Thurston was suspended without pay on August 13, 1973; his termination was upheld on appeal by the Civil Service Board on September 10, 1973. The instant action was not filed until September 26, 1973. Therefore, Thurston's standing must be found in the first category. Thurston does not attack his final termination; his claim is only directed to the initial suspension without pay absent constitutional pretermination protection. The only remedy he could invoke was backpay for the period of time between his initial suspension without pay and the date he was entitled to post-termination procedures. Therefore, Thurston's standing to attack the pretermination procedure is solely limited to his claim for backpay — relief which Muzquiz now teaches the court lacked jurisdiction to grant.

Thurston is the only named plaintiff in this action preserved on appeal. The court lacked jurisdiction to hear any claim Thurston had standing to raise and Thurston lacks standing to raise any claim the court had jurisdiction to hear. The net result is that there was no named plaintiff with standing to question Jacksonville's pretermination procedures at the time this litigation was filed.
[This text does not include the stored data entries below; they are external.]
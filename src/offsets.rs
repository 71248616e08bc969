//! Default offset generation.
//!
//! Anchors whose offset is missing, or whose confidence is at or below the
//! configured threshold, are given offsets by linear interpolation between
//! the nearest trustworthy anchors along their chains.
//!
//! ## Passes
//!
//! 1. **Priming** (needs turn, utterance and word layers): the words of each
//!    turn are shared out among its utterances, and each utterance's anchor
//!    sequence is spread evenly between the utterance bounds.
//! 2. **General**: every remaining anchor that needs an offset is chained
//!    backward and forward to bounding anchors, widened to the parent's
//!    bounds when the chain runs out at a first or last child, and
//!    interpolated.
//! 3. Any linked anchor still without an offset is a fatal error.
//!
//! Anchors given an offset in this run bound later chains, so one pass never
//! drifts values set by an earlier one.

use std::collections::HashSet;

use crate::chain::{chain_backward, chain_forward};
use crate::config::OffsetGeneratorConfig;
use crate::graph::Graph;
use crate::transform::{GraphTransformer, TransformError};
use crate::types::{AnchorId, Annotation, Confidence};

/// One element of an interpolation sequence.
#[derive(Debug, Clone, PartialEq)]
enum Slot {
    /// A graph anchor.
    Anchor(AnchorId),
    /// An immovable bound that isn't part of the graph.
    Sentinel(f64),
}

/// Fills in missing or untrusted anchor offsets.
#[derive(Debug, Clone, Default)]
pub struct DefaultOffsetGenerator {
    config: OffsetGeneratorConfig,
    errors: Vec<String>,
    generated: HashSet<AnchorId>,
}

impl DefaultOffsetGenerator {
    /// Create a generator.
    pub fn new(config: OffsetGeneratorConfig) -> Self {
        Self {
            config,
            errors: Vec::new(),
            generated: HashSet::new(),
        }
    }

    /// Current configuration.
    pub fn config(&self) -> &OffsetGeneratorConfig {
        &self.config
    }

    fn confidence(&self, graph: &Graph, anchor: &AnchorId) -> Confidence {
        graph
            .anchor(anchor)
            .map_or(self.config.default_anchor_confidence, |a| {
                a.confidence_or(self.config.default_anchor_confidence)
            })
    }

    /// Whether the anchor's offset can be relied on as is.
    fn is_set(&self, graph: &Graph, anchor: &AnchorId) -> bool {
        match graph.offset(anchor) {
            None => false,
            Some(_) => match self.config.offset_threshold {
                Some(threshold) => self.confidence(graph, anchor) > threshold,
                None => true,
            },
        }
    }

    fn is_bounding(&self, graph: &Graph, anchor: &AnchorId) -> bool {
        self.is_set(graph, anchor) || self.generated.contains(anchor)
    }

    fn slot_is_set(&self, graph: &Graph, slot: &Slot) -> bool {
        match slot {
            Slot::Sentinel(_) => true,
            Slot::Anchor(id) => self.is_set(graph, id),
        }
    }

    fn slot_offset(graph: &Graph, slot: &Slot) -> Option<f64> {
        match slot {
            Slot::Sentinel(offset) => Some(*offset),
            Slot::Anchor(id) => graph.offset(id),
        }
    }

    fn linked(graph: &Graph, from: &Slot, to: &Slot) -> bool {
        match (from, to) {
            (Slot::Anchor(a), Slot::Anchor(b)) => graph.annotation_between(a, b, None).is_some(),
            _ => false,
        }
    }

    fn place(&self, graph: &mut Graph, slot: &Slot, offset: Option<f64>) {
        if let Slot::Anchor(id) = slot {
            graph.set_offset(id, offset);
            graph.set_anchor_confidence(id, Some(self.config.generated_confidence));
        }
    }

    fn name(slot: &Slot) -> AnchorId {
        match slot {
            Slot::Anchor(id) => id.clone(),
            Slot::Sentinel(offset) => AnchorId::new(format!("<{offset}>")),
        }
    }

    /// Spread each run of unset anchors evenly between the set anchors on
    /// either side of it.
    fn interpolate(&self, graph: &mut Graph, sequence: &[Slot]) -> Result<(), TransformError> {
        let mut last_set: Option<Slot> = None;
        let mut i = 0;
        while i < sequence.len() {
            let slot = &sequence[i];
            if self.slot_is_set(graph, slot) {
                last_set = Some(slot.clone());
                i += 1;
                continue;
            }
            let Some(mut previous) = last_set.clone() else {
                return Err(TransformError::UnboundedChain(Self::name(&sequence[0])));
            };

            let run_start = i;
            while i < sequence.len() && !self.slot_is_set(graph, &sequence[i]) {
                i += 1;
            }
            let Some(bound) = sequence.get(i).cloned() else {
                let after = sequence.last().map(Self::name).unwrap_or_else(|| Self::name(slot));
                return Err(TransformError::UnboundedChain(after));
            };
            let mut next = bound.clone();
            let mut unset: Vec<Slot> = sequence[run_start..i].to_vec();

            // an unset anchor not joined to its bound by an annotation collapses onto it
            if let Some(first) = unset.first().cloned() {
                if !Self::linked(graph, &previous, &first) {
                    self.place(graph, &first, Self::slot_offset(graph, &previous));
                    unset.remove(0);
                    previous = first;
                }
            }
            if let Some(last) = unset.last().cloned() {
                if !Self::linked(graph, &last, &next) {
                    self.place(graph, &last, Self::slot_offset(graph, &next));
                    unset.pop();
                    next = last;
                }
            }

            if !unset.is_empty() {
                if let (Some(start), Some(end)) = (Self::slot_offset(graph, &previous), Self::slot_offset(graph, &next)) {
                    let duration = end - start;
                    let increment = duration / (unset.len() + 1) as f64;
                    if duration < 0.0 {
                        tracing::error!(
                            from = %Self::name(&previous),
                            to = %Self::name(&next),
                            duration,
                            "Negative duration, anchors left as they are"
                        );
                    } else {
                        for (n, anchor) in unset.iter().enumerate() {
                            let offset = start + (n + 1) as f64 * increment;
                            let needs_change = match anchor {
                                Slot::Anchor(id) => {
                                    graph.offset(id) != Some(offset)
                                        || self.confidence(graph, id) < self.config.generated_confidence
                                }
                                Slot::Sentinel(_) => false,
                            };
                            if needs_change {
                                tracing::trace!(anchor = %Self::name(anchor), offset, "Interpolated");
                                self.place(graph, anchor, Some(offset));
                            }
                        }
                    }
                }
            }
            // the next run is bounded by the set anchor, not by what collapsed onto it
            last_set = Some(bound);
            i += 1;
        }
        Ok(())
    }

    fn mark_generated(&mut self, sequence: &[Slot]) {
        for slot in sequence {
            if let Slot::Anchor(id) = slot {
                self.generated.insert(id.clone());
            }
        }
    }

    fn preferred_layers(graph: &Graph) -> Vec<String> {
        let schema = graph.schema();
        let mut preferred: Vec<String> = schema.word_child_layers().iter().map(|l| l.id.clone()).collect();
        if let Some(word) = &schema.word_layer_id {
            preferred.push(word.clone());
        }
        preferred
    }

    fn prime(&mut self, graph: &mut Graph, preferred: &[String]) -> Result<(), TransformError> {
        let schema = graph.schema();
        let (Some(turn_layer), Some(utterance_layer), Some(word_layer)) = (
            schema.turn_layer_id.clone(),
            schema.utterance_layer_id.clone(),
            schema.word_layer_id.clone(),
        ) else {
            return Ok(());
        };
        if schema.layer(&turn_layer).is_none() || schema.layer(&utterance_layer).is_none() || schema.layer(&word_layer).is_none() {
            return Ok(());
        }

        let mut assigned = graph.words_by_utterance(&turn_layer, &utterance_layer, &word_layer);
        for utterance in graph.all(&utterance_layer) {
            let Some(u) = graph.annotation(&utterance).cloned() else { continue };
            let (Some(u_start), Some(u_end)) = (graph.offset(&u.start), graph.offset(&u.end)) else {
                continue;
            };
            let Some(words) = assigned.remove(&utterance) else {
                continue;
            };
            let turn = graph.ancestor_on(&utterance, &turn_layer);
            let same_turn = |g: &Graph, a: &Annotation| {
                !g.schema().is_ancestor(&a.layer_id, &turn_layer)
                    || g.ancestor_on(&a.id, &turn_layer) == turn
            };

            let mut sequence = vec![Slot::Sentinel(u_start), Slot::Anchor(u.start.clone())];
            let mut seen: HashSet<AnchorId> = HashSet::from([u.start.clone()]);
            let mut push = |sequence: &mut Vec<Slot>, id: AnchorId| {
                if seen.insert(id.clone()) {
                    sequence.push(Slot::Anchor(id));
                }
            };
            let mut first_word = true;
            for word in words {
                let Some(w) = graph.annotation(&word).cloned() else { continue };
                if w.is_destroyed() {
                    continue;
                }
                if first_word {
                    let g: &Graph = graph;
                    let mut before = chain_backward(
                        g,
                        &w.start,
                        preferred,
                        |a| same_turn(g, a),
                        |a| g.offset(a).map_or(false, |o| o <= u_start),
                    );
                    if before.first().and_then(|a| g.offset(a)).map_or(false, |o| o < u_start) {
                        before.remove(0);
                    }
                    for anchor in before {
                        push(&mut sequence, anchor);
                    }
                    first_word = false;
                }
                push(&mut sequence, w.start.clone());
                let g: &Graph = graph;
                let mut after = chain_forward(
                    g,
                    &w.start,
                    preferred,
                    |a| same_turn(g, a),
                    |a| *a == w.end || g.offset(a).map_or(false, |o| o >= u_end),
                );
                if after.last().and_then(|a| g.offset(a)).map_or(false, |o| o > u_end) {
                    after.pop();
                }
                for anchor in after {
                    push(&mut sequence, anchor);
                }
            }
            push(&mut sequence, u.end.clone());
            sequence.push(Slot::Sentinel(u_end));

            tracing::debug!(utterance = %utterance, anchors = sequence.len(), "Priming utterance");
            self.interpolate(graph, &sequence)?;
            self.mark_generated(&sequence);
        }
        Ok(())
    }

    /// Parent bound to extend an unbound chain end with, when the chain stops
    /// at the first (or last) child of its parent.
    fn parent_bound(graph: &Graph, anchor: &AnchorId, at_start: bool) -> Option<AnchorId> {
        let links = if at_start { graph.starting_at(anchor) } else { graph.ending_at(anchor) };
        links.iter().find_map(|id| {
            let a = graph.annotation(id)?;
            let parent = graph.parent_of(id)?;
            let siblings = graph.children(&parent.id, &a.layer_id);
            let edge = if at_start { siblings.first() } else { siblings.last() };
            let bound = if at_start { &parent.start } else { &parent.end };
            (edge == Some(id) && bound != anchor).then(|| bound.clone())
        })
    }

    fn general(&mut self, graph: &mut Graph, preferred: &[String]) -> Result<(), TransformError> {
        for anchor in graph.anchors_ordered_by_structure() {
            if !graph.is_linked(&anchor) || self.is_bounding(graph, &anchor) {
                continue;
            }
            let mut chain = {
                let g: &Graph = graph;
                let mut chain = chain_backward(g, &anchor, preferred, |_| true, |a| self.is_bounding(g, a));
                chain.push(anchor.clone());
                chain.extend(chain_forward(g, &anchor, preferred, |_| true, |a| self.is_bounding(g, a)));
                chain
            };
            if let Some(first) = chain.first().cloned() {
                if !self.is_bounding(graph, &first) {
                    if let Some(bound) = Self::parent_bound(graph, &first, true) {
                        chain.insert(0, bound);
                    }
                }
            }
            if let Some(last) = chain.last().cloned() {
                if !self.is_bounding(graph, &last) {
                    if let Some(bound) = Self::parent_bound(graph, &last, false) {
                        chain.push(bound);
                    }
                }
            }
            if chain.len() < 2 {
                continue;
            }
            let start = chain.iter().find_map(|a| graph.offset(a));
            let end = chain.iter().rev().find_map(|a| graph.offset(a));
            let (Some(start), Some(end)) = (start, end) else {
                continue;
            };
            let mut sequence = Vec::with_capacity(chain.len() + 2);
            sequence.push(Slot::Sentinel(start));
            sequence.extend(chain.into_iter().map(Slot::Anchor));
            sequence.push(Slot::Sentinel(end));
            self.interpolate(graph, &sequence)?;
            self.mark_generated(&sequence);
        }
        Ok(())
    }

    fn run(&mut self, graph: &mut Graph) -> Result<(), TransformError> {
        let preferred = Self::preferred_layers(graph);
        self.prime(graph, &preferred)?;
        self.general(graph, &preferred)?;

        let unset: Vec<AnchorId> = graph
            .anchors()
            .filter(|a| !a.is_destroyed() && a.offset.is_none())
            .filter(|a| graph.is_linked(&a.id))
            .map(|a| a.id.clone())
            .collect();
        if let Some(first) = unset.first() {
            let err = TransformError::UnresolvedOffsets {
                count: unset.len(),
                first: first.clone(),
            };
            self.errors.push(err.to_string());
            return Err(err);
        }
        Ok(())
    }
}

impl GraphTransformer for DefaultOffsetGenerator {
    fn transform(&mut self, graph: &mut Graph) -> Result<(), TransformError> {
        let _span = tracing::debug_span!("offset_generator", graph = %graph.id).entered();
        self.errors.clear();
        self.generated.clear();
        let result = self.run(graph);
        self.generated.clear();
        result
    }

    fn errors(&self) -> &[String] {
        &self.errors
    }
}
The fact that some members of the class may have had standing to raise this claim is irrelevant. The record does not disclose that any class member had ever been in either the second or third category discussed above. But, more importantly, the necessary requirement is for a named plaintiff to have standing at the time the litigation is filed. We are unaware of any case where any federal court has reached a substantive issue absent a named plaintiff who had standing at the time the action was filed. We are also confident that had Muzquiz been available to it, the lower court would not have heard this action.

Thurston's standing was not factually mooted; it fell away because of a subsequent legal interpretation. Thus, we are not faced here with a named plaintiff whose standing has been mooted by a fact occurring subsequent to the filing of his case. This kind of fact-created mootness is common-place when plaintiffs attack pretermination procedures or residency requirements. The law is settled that such fact-created mootness will not prevent the complete hearing of a case when such a refusal to proceed would enable the case to continue to evade review.

Use of the conventional form of standing analysis leads to the conclusion that this case should be reversed because no named plaintiff had standing. However, to do so exalts form over substance because such a formalistic approach never pauses to look past the usual procedural requisites to test for the basic substance these procedures seek to enforce. Muzquiz, which denied subject matter jurisdiction to Thurston, and thereby took away his standing, was unknown to the parties and the lower court throughout the trial. Both parties briefed and argued this case with a vigor nurtured by ignorance of an upcoming en banc reversal of the panel opinion that provided vitality to Thurston's side of this case. Throughout this case Thurston believed (as did the lower court) that he had a real stake in the outcome. Thus it would not serve standing's ultimate purpose to hold that the adversary context that truly prevailed throughout the cause was somehow lost even before Thurston, or any other party, or the court knew it was gone.

In

To reverse this case on the ground of lack of standing will predictably result in another attack on these same ordinances before the same trial court by some other City of Jacksonville employee. Such a procedure would add naught but further cost to the expense already incurred by both the city and the affected class and another case to the congestion of both the district and appellate court dockets. A decision which would accomplish no more than relitigation of a controversy already adequately litigated can serve no jurisprudential purpose.

Finally, the manner in which Thurston's loss of standing occurred due to a subsequent legal decision in the case at bar is analogous to a sole named plaintiff's loss of standing due to a subsequent factual change or adjudication. The same result should flow from each. That one result is couched in terms of loss of standing and the other in terms of mootness makes no real difference. The rights of the class to an adjudication of their claims should survive in either case.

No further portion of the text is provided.